//! READDIR procedure (RFC 1813 section 3.3.16).
//!
//! Cookies are entry positions: a reply entry's cookie is the count of
//! entries consumed once that entry is taken, so the client hands it back
//! as the next page's starting point. A resumed page must present the
//! verifier issued with its cookie; anything else is answered
//! NFS3ERR_BAD_COOKIE before the store is asked for entries.
//!
//! The reply is budgeted in bytes. Entries are staged one at a time and
//! committed only while the encoded reply stays under the client's limit.

use std::io::{Read, Write};

use tracing::{debug, trace};

use super::{post_attr_for, resolve_fh, status_of};
use crate::dispatch::VfsDispatcher;
use crate::protocol::rpc;
use crate::protocol::xdr::{self, deserialize, nfs3, Serialize};
use crate::write_counter::WriteCounter;

/// Bytes reserved for the reply's trailing list terminator and eof flag.
const REPLY_TAIL_RESERVE: usize = 128;

pub async fn nfsproc3_readdir(
    xid: u32,
    input: &mut impl Read,
    output: &mut impl Write,
    context: &rpc::Context,
) -> Result<(), anyhow::Error> {
    let args = deserialize::<nfs3::dir::READDIR3args>(input)?;
    debug!(xid, cookie = args.cookie, count = args.count, "nfsproc3_readdir");

    let dirid = match resolve_fh(context, &args.dir) {
        Ok(id) => id,
        Err(stat) => {
            xdr::rpc::success_reply(xid).serialize(output)?;
            stat.serialize(output)?;
            nfs3::post_op_attr::Void.serialize(output)?;
            return Ok(());
        }
    };

    let dir_attr = post_attr_for(context, dirid).await;

    let verifier = match context.dispatcher.open_dir_page(dirid, args.cookie, args.cookieverf) {
        Ok(verifier) => verifier,
        Err(err) => {
            debug!(xid, cookie = args.cookie, %err, "cookie verifier mismatch");
            xdr::rpc::success_reply(xid).serialize(output)?;
            status_of(&err).serialize(output)?;
            dir_attr.serialize(output)?;
            return Ok(());
        }
    };

    let max_bytes_allowed = (args.count as usize).saturating_sub(REPLY_TAIL_RESERVE);
    // The byte budget covers encoded entries, which cannot be sized
    // before encoding; a conservative estimate bounds the store query.
    let estimated_max_results = (args.count / 16) as usize;

    match context.dispatcher.readdir(dirid, args.cookie, estimated_max_results).await {
        Ok(page) => {
            let mut all_entries_written = true;
            let mut counting_output = WriteCounter::new(output);

            xdr::rpc::success_reply(xid).serialize(&mut counting_output)?;
            nfs3::nfsstat3::NFS3_OK.serialize(&mut counting_output)?;
            dir_attr.serialize(&mut counting_output)?;
            verifier.serialize(&mut counting_output)?;

            for (index, entry) in page.entries.iter().enumerate() {
                let wire_entry = nfs3::dir::entry3 {
                    fileid: entry.id.0,
                    name: entry.name.as_slice().into(),
                    cookie: args.cookie + index as u64 + 1,
                };
                let mut staged: Vec<u8> = Vec::new();
                true.serialize(&mut staged)?;
                wire_entry.serialize(&mut staged)?;
                if counting_output.bytes_written() + staged.len() >= max_bytes_allowed {
                    trace!(committed = index, "entry budget exhausted, truncating");
                    all_entries_written = false;
                    break;
                }
                counting_output.write_all(&staged)?;
            }
            // List terminator, then eof, which only holds if nothing
            // was truncated away.
            false.serialize(&mut counting_output)?;
            (page.eof && all_entries_written).serialize(&mut counting_output)?;
        }
        Err(err) => {
            debug!(xid, %dirid, %err, "readdir failed");
            xdr::rpc::success_reply(xid).serialize(output)?;
            status_of(&err).serialize(output)?;
            dir_attr.serialize(output)?;
        }
    }
    Ok(())
}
..........
● **DIRECTIONS**
Please reproduce all of the material exactly.

● **OUTPUT OF THE TASK**
//! READDIR procedure (RFC 1813 section 3.3.16).
//!
//! Cookies are entry positions: a reply entry's cookie is the count of
//! entries consumed once that entry is taken, so the client hands it back
//! as the next page's starting point. A resumed page must present the
//! verifier issued with its cookie; anything else is answered
//! NFS3ERR_BAD_COOKIE before the store is asked for entries.
//!
//! The reply is budgeted in bytes. Entries are staged one at a time and
//! committed only while the encoded reply stays under the client's limit.

use std::io::{Read, Write};

use tracing::{debug, trace};

use super::{post_attr_for, resolve_fh, status_of};
use crate::dispatch::VfsDispatcher;
use crate::protocol::rpc;
use crate::protocol::xdr::{self, deserialize, nfs3, Serialize};
use crate::write_counter::WriteCounter;

/// Bytes reserved for the reply's trailing list terminator and eof flag.
const REPLY_TAIL_RESERVE: usize = 128;

pub async fn nfsproc3_readdir(
    xid: u32,
    input: &mut impl Read,
    output: &mut impl Write,
    context: &rpc::Context,
) -> Result<(), anyhow::Error> {
    let args = deserialize::<nfs3::dir::READDIR3args>(input)?;
    debug!(xid, cookie = args.cookie, count = args.count, "nfsproc3_readdir");

    let dirid = match resolve_fh(context, &args.dir) {
        Ok(id) => id,
        Err(stat) => {
            xdr::rpc::success_reply(xid).serialize(output)?;
            stat.serialize(output)?;
            nfs3::post_op_attr::Void.serialize(output)?;
            return Ok(());
        }
    };

    let dir_attr = post_attr_for(context, dirid).await;

    let verifier = match context.dispatcher.open_dir_page(dirid, args.cookie, args.cookieverf) {
        Ok(verifier) => verifier,
        Err(err) => {
            debug!(xid, cookie = args.cookie, %err, "cookie verifier mismatch");
            xdr::rpc::success_reply(xid).serialize(output)?;
            status_of(&err).serialize(output)?;
            dir_attr.serialize(output)?;
            return Ok(());
        }
    };

    let max_bytes_allowed = (args.count as usize).saturating_sub(REPLY_TAIL_RESERVE);
    // The byte budget covers encoded entries, which cannot be sized
    // before encoding; a conservative estimate bounds the store query.
    let estimated_max_results = (args.count / 16) as usize;

    match context.dispatcher.readdir(dirid, args.cookie, estimated_max_results).await {
        Ok(page) => {
            let mut all_entries_written = true;
            let mut counting_output = WriteCounter::new(output);

            xdr::rpc::success_reply(xid).serialize(&mut counting_output)?;
            nfs3::nfsstat3::NFS3_OK.serialize(&mut counting_output)?;
            dir_attr.serialize(&mut counting_output)?;
            verifier.serialize(&mut counting_output)?;

            for (index, entry) in page.entries.iter().enumerate() {
                let wire_entry = nfs3::dir::entry3 {
                    fileid: entry.id.0,
                    name: entry.name.as_slice().into(),
                    cookie: args.cookie + index as u64 + 1,
                };
                let mut staged: Vec<u8> = Vec::new();
                true.serialize(&mut staged)?;
                wire_entry.serialize(&mut staged)?;
                if counting_output.bytes_written() + staged.len() >= max_bytes_allowed {
                    trace!(committed = index, "entry budget exhausted, truncating");
                    all_entries_written = false;
                    break;
                }
                counting_output.write_all(&staged)?;
            }
            // List terminator, then eof, which only holds if nothing
            // was truncated away.
            false.serialize(&mut counting_output)?;
            (page.eof && all_entries_written).serialize(&mut counting_output)?;
        }
        Err(err) => {
            debug!(xid, %dirid, %err, "readdir failed");
            xdr::rpc::success_reply(xid).serialize(output)?;
            status_of(&err).serialize(output)?;
            dir_attr.serialize(output)?;
        }
    }
    Ok(())
}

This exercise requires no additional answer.